» **Saved data entries**
= Beginning of Section =
/// Load a calibration profile, falling back to an empty one when the file does not exist.
pub fn load_profile(file_path: Option<&str>) -> FlowResult<CalibrationProfile> {
    let Some(file_path) = file_path else {
        return Ok(CalibrationProfile::default());
    };
    if !expand_path(file_path)?.exists() {
        warn!(path = file_path, "calibration file not found, running without corrections");
        return Ok(CalibrationProfile::default());
    }
    CalibrationProfile::load(file_path)
}

/// Run one full pass over an input file and write its outputs.
pub fn run_pass(config: &AnalysisConfig, options: &PassOptions) -> FlowResult<PassSummary> {
    let profile = load_profile(options.calibration_input.as_deref())?;
    let analysis = Analysis::new(config.clone(), EpdGeometry::default(), profile)?;
    let reader = EventReader::open_with_batch_size(&options.input, options.batch_size)?;
    info!(
        input = options.input.as_str(),
        events = reader.n_events(),
        stage = %analysis.stage(),
        harmonic = %config.event_plane.harmonic,
        "starting pass"
    );

    let mut acc = analysis.accumulator();
    for event in reader.take(options.max_events.unwrap_or(usize::MAX)) {
        analysis.process_event(&event?, &mut acc)?;
    }
    if acc.missing_calibration > 0 {
        warn!(
            count = acc.missing_calibration,
            "corrections skipped for keys absent from the calibration input"
        );
    }

    let cut_flow = acc.cut_flow.clone();
    let missing_calibration = acc.missing_calibration;
    let (hists, profile) = analysis.finish(acc);
    hists.save(&options.histogram_output)?;
    profile.save(&options.calibration_output)?;
    let summary = PassSummary {
        stage: analysis.stage(),
        cut_flow,
        missing_calibration,
        n_histograms: hists.len(),
        n_recenter: profile.n_recenter(),
        n_shift: profile.n_shift(),
    };
    info!(
        accepted = summary.cut_flow.count(EventOutcome::Accepted),
        total = summary.cut_flow.total(),
        histograms = summary.n_histograms,
        "pass finished"
    );
    Ok(summary)
}
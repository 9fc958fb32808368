use nalgebra::Vector3;

use crate::{
    config::HitCuts,
    data::RawHit,
    geometry::TileGeometry,
    utils::{enums::Side, vectors::ThreeVector},
    FlowError, FlowResult,
};

/// A selected forward-detector hit, positioned relative to the primary vertex.
#[derive(Debug, Clone, Copy, PartialEq)]
pub struct DetectorHit {
    /// The tile that fired.
    pub tile_id: i32,
    /// The detector side of the tile.
    pub side: Side,
    /// The raw signal in MIP equivalents.
    pub nmip: f64,
    /// The signal clamped to the configured maximum weight.
    pub weight: f64,
    /// Azimuth of the tile centre seen from the vertex, in $`[0, 2\pi)`$.
    pub phi: f64,
    /// Pseudorapidity of the tile centre seen from the vertex.
    pub eta: f64,
}

/// Select the hits on `side` above threshold and map them to vertex-relative coordinates.
///
/// Hits on the other side or below `cuts.nmip_threshold` are dropped. The input is left
/// untouched.
///
/// # Errors
///
/// Any hit whose tile the geometry does not know yields [`FlowError::InvalidTile`], on either
/// side and whatever its signal, as does a hit with tile id zero.
pub fn select_hits<G: TileGeometry + ?Sized>(
    hits: &[RawHit],
    vertex: &Vector3<f64>,
    side: Side,
    cuts: &HitCuts,
    geometry: &G,
) -> FlowResult<Vec<DetectorHit>> {
    let mut selected = Vec::with_capacity(hits.len());
    for hit in hits {
        let hit_side = Side::from_tile_id(hit.tile_id).ok_or(FlowError::InvalidTile {
            tile_id: hit.tile_id,
        })?;
        let center = geometry.tile_center(hit.tile_id)?;
        if hit_side != side || !(hit.nmip >= cuts.nmip_threshold) {
            continue;
        }
        let direction = center - vertex;
        let Some(phi) = direction.phi() else {
            continue;
        };
        selected.push(DetectorHit {
            tile_id: hit.tile_id,
            side: hit_side,
            nmip: hit.nmip,
            weight: hit.nmip.min(cuts.max_weight),
            phi,
            eta: direction.eta(),
        });
    }
    Ok(selected)
}

#[cfg(test)]
mod tests {
    use super::*;
    use crate::{data::test_event, geometry::EpdGeometry};
    use approx::assert_relative_eq;

    #[test]
    fn test_selects_side_and_threshold() {
        let event = test_event();
        let cuts = HitCuts::default();
        let geometry = EpdGeometry::default();
        let east = select_hits(&event.hits, &event.vertex, Side::East, &cuts, &geometry).unwrap();
        let ids: Vec<i32> = east.iter().map(|h| h.tile_id).collect();
        assert_eq!(ids, vec![-101, -312, -405, -1130, -1201]);
        assert!(east.iter().all(|h| h.weight <= cuts.max_weight));
        assert_eq!(east[2].nmip, 2.7);
        assert_eq!(east[2].weight, 2.0);
        assert!(east.iter().all(|h| h.eta < 0.0));
        assert!(east.iter().all(|h| (0.0..std::f64::consts::TAU).contains(&h.phi)));

        let west = select_hits(&event.hits, &event.vertex, Side::West, &cuts, &geometry).unwrap();
        assert_eq!(west.len(), 1);
        assert!(west[0].eta > 0.0);
    }

    #[test]
    fn test_coordinates_are_vertex_relative() {
        let geometry = EpdGeometry::default();
        let hits = [RawHit::new(101, 1.0)];
        let at_origin = select_hits(
            &hits,
            &Vector3::zeros(),
            Side::West,
            &HitCuts::default(),
            &geometry,
        )
        .unwrap();
        let shifted = select_hits(
            &hits,
            &Vector3::new(0.0, 0.0, 200.0),
            Side::West,
            &HitCuts::default(),
            &geometry,
        )
        .unwrap();
        let center = geometry.tile_center(101).unwrap();
        assert_relative_eq!(at_origin[0].eta, center.eta(), epsilon = 1e-12);
        assert!(shifted[0].eta < at_origin[0].eta);
        assert_relative_eq!(shifted[0].phi, at_origin[0].phi, epsilon = 1e-12);
    }

    #[test]
    fn test_invalid_tiles_are_errors() {
        let geometry = EpdGeometry::default();
        let cuts = HitCuts::default();
        let bad = [RawHit::new(-1345, 1.0)];
        assert!(matches!(
            select_hits(&bad, &Vector3::zeros(), Side::East, &cuts, &geometry),
            Err(FlowError::InvalidTile { tile_id: -1345 })
        ));
        let zero = [RawHit::new(0, 1.0)];
        assert!(select_hits(&zero, &Vector3::zeros(), Side::East, &cuts, &geometry).is_err());
    }

    #[test]
    fn test_unselected_side_is_validated() {
        let geometry = EpdGeometry::default();
        let cuts = HitCuts::default();
        let mut hits = test_event().hits;
        hits.push(RawHit::new(1399, 1.0));
        assert!(matches!(
            select_hits(&hits, &Vector3::zeros(), Side::East, &cuts, &geometry),
            Err(FlowError::InvalidTile { tile_id: 1399 })
        ));
        let below_threshold = [RawHit::new(-1332, 0.0)];
        assert!(matches!(
            select_hits(&below_threshold, &Vector3::zeros(), Side::East, &cuts, &geometry),
            Err(FlowError::InvalidTile { tile_id: -1332 })
        ));
    }
}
= End of Section =
» **WORK TASK**
In the records above, each line with the string "signal" should be copied.

» **OUTPUT BELOW**
    /// The raw signal in MIP equivalents.
    /// The signal clamped to the configured maximum weight.
/// side and whatever its signal, as does a hit with tile id zero.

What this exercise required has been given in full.